**Task objective**
Repeat the records below word for word.

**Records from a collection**
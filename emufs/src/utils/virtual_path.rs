use std::fmt::{Debug, Display, Formatter};

use serde::{Deserialize, Serialize};

/// VirtualPaths are how the emulator core addresses files.
///
/// A path is either:
///
/// Relative -> /log/emu_log.txt, joined onto the storage root on use
/// Resolved -> /storage/emulated/0/Android/data/org.example.emu/files/log,
///             already usable by the filesystem and passed through untouched
///
/// Raw strings coming from the core carry no tag, see [VirtualPath::classify]
/// for how one is chosen for them.
#[derive(Clone, PartialEq, Eq, Hash, Serialize, Deserialize)]
#[serde(tag = "kind", content = "path", rename_all = "lowercase")]
pub enum VirtualPath {
    Relative(String),
    Resolved(String),
}

impl VirtualPath {
    pub fn relative<T: Into<String>>(value: T) -> Self {
        Self::Relative(value.into())
    }

    pub fn resolved<T: Into<String>>(value: T) -> Self {
        Self::Resolved(value.into())
    }

    /// Tag a raw path string.
    ///
    /// Any string containing `marker` (the host package identifier) is taken
    /// to be already resolved. This is a plain substring check, so a relative
    /// path that happens to contain the package name anywhere is treated as
    /// resolved as well. Construct the variants directly when the caller knows
    /// which one it has.
    pub fn classify<T: Into<String>>(raw: T, marker: &str) -> Self {
        let raw = raw.into();
        if !marker.is_empty() && raw.contains(marker) {
            Self::Resolved(raw)
        } else {
            Self::Relative(raw)
        }
    }

    pub fn as_str(&self) -> &str {
        match self {
            Self::Relative(s) | Self::Resolved(s) => s,
        }
    }

    pub fn is_resolved(&self) -> bool {
        matches!(self, Self::Resolved(_))
    }

}

impl AsRef<str> for VirtualPath {
    fn as_ref(&self) -> &str {
        self.as_str()
    }
}

impl Debug for VirtualPath {
    fn fmt(&self, f: &mut Formatter<'_>) -> std::fmt::Result {
        match self {
            Self::Relative(s) => write!(f, "VirtualPath::Relative(\"{}\")", s),
            Self::Resolved(s) => write!(f, "VirtualPath::Resolved(\"{}\")", s),
        }
    }
}

impl Display for VirtualPath {
    fn fmt(&self, f: &mut Formatter<'_>) -> std::fmt::Result {
        write!(f, "{}", self.as_str())
    }
}
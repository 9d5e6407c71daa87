use once_cell::sync::OnceCell;

use crate::command::{run_cmd, CmdOutput};
use crate::config::AbiConfig;
use crate::Context;

const ABILIST_PROP: &str = "ro.product.cpu.abilist";
const ABILIST64_PROP: &str = "ro.product.cpu.abilist64";

/// CPU ABIs the device can run, with the derived capability flags computed
/// once on first use.
pub struct AbiSupport {
    supported: Vec<String>,
    supported_64: Vec<String>,
    bit64: OnceCell<bool>,
    x86: OnceCell<bool>,
}

impl AbiSupport {
    pub fn new(supported: Vec<String>, supported_64: Vec<String>) -> Self {
        Self {
            supported,
            supported_64,
            bit64: OnceCell::new(),
            x86: OnceCell::new(),
        }
    }

    /// Find the ABI lists, in order of preference, from the `EMUFS_ABILIST` and
    /// `EMUFS_ABILIST64` env vars, the `[abi]` config table, `getprop`, and
    /// finally the architecture we were built for.
    pub fn from_context(ctx: &dyn Context, cfg: &AbiConfig) -> Self {
        let supported = ctx
            .maybe_get_env("EMUFS_ABILIST")
            .map(|it| parse_abilist(&it))
            .or_else(|| cfg.supported.clone())
            .or_else(|| getprop_abilist(ctx, ABILIST_PROP));

        let supported_64 = ctx
            .maybe_get_env("EMUFS_ABILIST64")
            .map(|it| parse_abilist(&it))
            .or_else(|| cfg.supported_64.clone())
            .or_else(|| getprop_abilist(ctx, ABILIST64_PROP));

        match (supported, supported_64) {
            (Some(all), Some(only_64)) => Self::new(all, only_64),
            (Some(all), None) => {
                let only_64 = all.iter().filter(|it| is_64_bit_abi(it)).cloned().collect();
                Self::new(all, only_64)
            }
            (None, only_64) => {
                log::warn!("no ABI list found, falling back to the build target");
                let (all, target_64) = target_abis();
                Self::new(all, only_64.unwrap_or(target_64))
            }
        }
    }

    pub fn supported(&self) -> &[String] {
        &self.supported
    }

    pub fn supported_64(&self) -> &[String] {
        &self.supported_64
    }

    pub fn supports_64_bit(&self) -> bool {
        *self.bit64.get_or_init(|| !self.supported_64.is_empty())
    }

    pub fn supports_x86(&self) -> bool {
        *self
            .x86
            .get_or_init(|| self.supported.iter().any(|it| it == "x86" || it == "x86_64"))
    }
}

fn parse_abilist(value: &str) -> Vec<String> {
    value
        .split(',')
        .map(str::trim)
        .filter(|it| !it.is_empty())
        .map(String::from)
        .collect()
}

fn is_64_bit_abi(abi: &str) -> bool {
    matches!(abi, "arm64-v8a" | "x86_64" | "riscv64")
}

fn getprop_abilist(ctx: &dyn Context, prop: &str) -> Option<Vec<String>> {
    let bin = ctx.maybe_get_bin("getprop")?;
    let output = run_cmd(&bin, &[prop])
        .map_err(crate::Error::from)
        .and_then(CmdOutput::err_on_status);
    match output {
        // Unset properties print an empty line and still exit 0
        Ok(v) => Some(parse_abilist(&v.stdout_utf8_lossy())).filter(|it| !it.is_empty()),
        Err(e) => {
            log::warn!("getprop {} failed: {}", prop, e);
            None
        }
    }
}

/// Android ABI names for the target we were compiled for
fn target_abis() -> (Vec<String>, Vec<String>) {
    let (all, only_64): (&[&str], &[&str]) = match std::env::consts::ARCH {
        "aarch64" => (&["arm64-v8a", "armeabi-v7a"], &["arm64-v8a"]),
        "arm" => (&["armeabi-v7a"], &[]),
        "x86_64" => (&["x86_64", "x86"], &["x86_64"]),
        "x86" => (&["x86"], &[]),
        "riscv64" => (&["riscv64"], &["riscv64"]),
        _ => (&[], &[]),
    };
    (
        all.iter().map(|it| String::from(*it)).collect(),
        only_64.iter().map(|it| String::from(*it)).collect(),
    )
}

**Solution to this task**
filename emufs/src/utils/virtual_path.rs
use std::fmt::{Debug, Display, Formatter};

use serde::{Deserialize, Serialize};

/// VirtualPaths are how the emulator core addresses files.
///
/// A path is either:
///
/// Relative -> /log/emu_log.txt, joined onto the storage root on use
/// Resolved -> /storage/emulated/0/Android/data/org.example.emu/files/log,
///             already usable by the filesystem and passed through untouched
///
/// Raw strings coming from the core carry no tag, see [VirtualPath::classify]
/// for how one is chosen for them.
#[derive(Clone, PartialEq, Eq, Hash, Serialize, Deserialize)]
#[serde(tag = "kind", content = "path", rename_all = "lowercase")]
pub enum VirtualPath {
    Relative(String),
    Resolved(String),
}

impl VirtualPath {
    pub fn relative<T: Into<String>>(value: T) -> Self {
        Self::Relative(value.into())
    }

    pub fn resolved<T: Into<String>>(value: T) -> Self {
        Self::Resolved(value.into())
    }

    /// Tag a raw path string.
    ///
    /// Any string containing `marker` (the host package identifier) is taken
    /// to be already resolved. This is a plain substring check, so a relative
    /// path that happens to contain the package name anywhere is treated as
    /// resolved as well. Construct the variants directly when the caller knows
    /// which one it has.
    pub fn classify<T: Into<String>>(raw: T, marker: &str) -> Self {
        let raw = raw.into();
        if !marker.is_empty() && raw.contains(marker) {
            Self::Resolved(raw)
        } else {
            Self::Relative(raw)
        }
    }

    pub fn as_str(&self) -> &str {
        match self {
            Self::Relative(s) | Self::Resolved(s) => s,
        }
    }

    pub fn is_resolved(&self) -> bool {
        matches!(self, Self::Resolved(_))
    }

}

impl AsRef<str> for VirtualPath {
    fn as_ref(&self) -> &str {
        self.as_str()
    }
}

impl Debug for VirtualPath {
    fn fmt(&self, f: &mut Formatter<'_>) -> std::fmt::Result {
        match self {
            Self::Relative(s) => write!(f, "VirtualPath::Relative(\"{}\")", s),
            Self::Resolved(s) => write!(f, "VirtualPath::Resolved(\"{}\")", s),
        }
    }
}

impl Display for VirtualPath {
    fn fmt(&self, f: &mut Formatter<'_>) -> std::fmt::Result {
        write!(f, "{}", self.as_str())
    }
}
repository 9d5e6407c71daa87
use once_cell::sync::OnceCell;

use crate::command::{run_cmd, CmdOutput};
use crate::config::AbiConfig;
use crate::Context;

const ABILIST_PROP: &str = "ro.product.cpu.abilist";
const ABILIST64_PROP: &str = "ro.product.cpu.abilist64";

/// CPU ABIs the device can run, with the derived capability flags computed
/// once on first use.
pub struct AbiSupport {
    supported: Vec<String>,
    supported_64: Vec<String>,
    bit64: OnceCell<bool>,
    x86: OnceCell<bool>,
}

impl AbiSupport {
    pub fn new(supported: Vec<String>, supported_64: Vec<String>) -> Self {
        Self {
            supported,
            supported_64,
            bit64: OnceCell::new(),
            x86: OnceCell::new(),
        }
    }

    /// Find the ABI lists, in order of preference, from the `EMUFS_ABILIST` and
    /// `EMUFS_ABILIST64` env vars, the `[abi]` config table, `getprop`, and
    /// finally the architecture we were built for.
    pub fn from_context(ctx: &dyn Context, cfg: &AbiConfig) -> Self {
        let supported = ctx
            .maybe_get_env("EMUFS_ABILIST")
            .map(|it| parse_abilist(&it))
            .or_else(|| cfg.supported.clone())
            .or_else(|| getprop_abilist(ctx, ABILIST_PROP));

        let supported_64 = ctx
            .maybe_get_env("EMUFS_ABILIST64")
            .map(|it| parse_abilist(&it))
            .or_else(|| cfg.supported_64.clone())
            .or_else(|| getprop_abilist(ctx, ABILIST64_PROP));

        match (supported, supported_64) {
            (Some(all), Some(only_64)) => Self::new(all, only_64),
            (Some(all), None) => {
                let only_64 = all.iter().filter(|it| is_64_bit_abi(it)).cloned().collect();
                Self::new(all, only_64)
            }
            (None, only_64) => {
                log::warn!("no ABI list found, falling back to the build target");
                let (all, target_64) = target_abis();
                Self::new(all, only_64.unwrap_or(target_64))
            }
        }
    }

    pub fn supported(&self) -> &[String] {
        &self.supported
    }

    pub fn supported_64(&self) -> &[String] {
        &self.supported_64
    }

    pub fn supports_64_bit(&self) -> bool {
        *self.bit64.get_or_init(|| !self.supported_64.is_empty())
    }

    pub fn supports_x86(&self) -> bool {
        *self
            .x86
            .get_or_init(|| self.supported.iter().any(|it| it == "x86" || it == "x86_64"))
    }
}

fn parse_abilist(value: &str) -> Vec<String> {
    value
        .split(',')
        .map(str::trim)
        .filter(|it| !it.is_empty())
        .map(String::from)
        .collect()
}

fn is_64_bit_abi(abi: &str) -> bool {
    matches!(abi, "arm64-v8a" | "x86_64" | "riscv64")
}

fn getprop_abilist(ctx: &dyn Context, prop: &str) -> Option<Vec<String>> {
    let bin = ctx.maybe_get_bin("getprop")?;
    let output = run_cmd(&bin, &[prop])
        .map_err(crate::Error::from)
        .and_then(CmdOutput::err_on_status);
    match output {
        // Unset properties print an empty line and still exit 0
        Ok(v) => Some(parse_abilist(&v.stdout_utf8_lossy())).filter(|it| !it.is_empty()),
        Err(e) => {
            log::warn!("getprop {} failed: {}", prop, e);
            None
        }
    }
}

/// Android ABI names for the target we were compiled for
fn target_abis() -> (Vec<String>, Vec<String>) {
    let (all, only_64): (&[&str], &[&str]) = match std::env::consts::ARCH {
        "aarch64" => (&["arm64-v8a", "armeabi-v7a"], &["arm64-v8a"]),
        "arm" => (&["armeabi-v7a"], &[]),
        "x86_64" => (&["x86_64", "x86"], &["x86_64"]),
        "x86" => (&["x86"], &[]),
        "riscv64" => (&["riscv64"], &["riscv64"]),
        _ => (&[], &[]),
    };
    (
        all.iter().map(|it| String::from(*it)).collect(),
        only_64.iter().map(|it| String::from(*it)).collect(),
    )
}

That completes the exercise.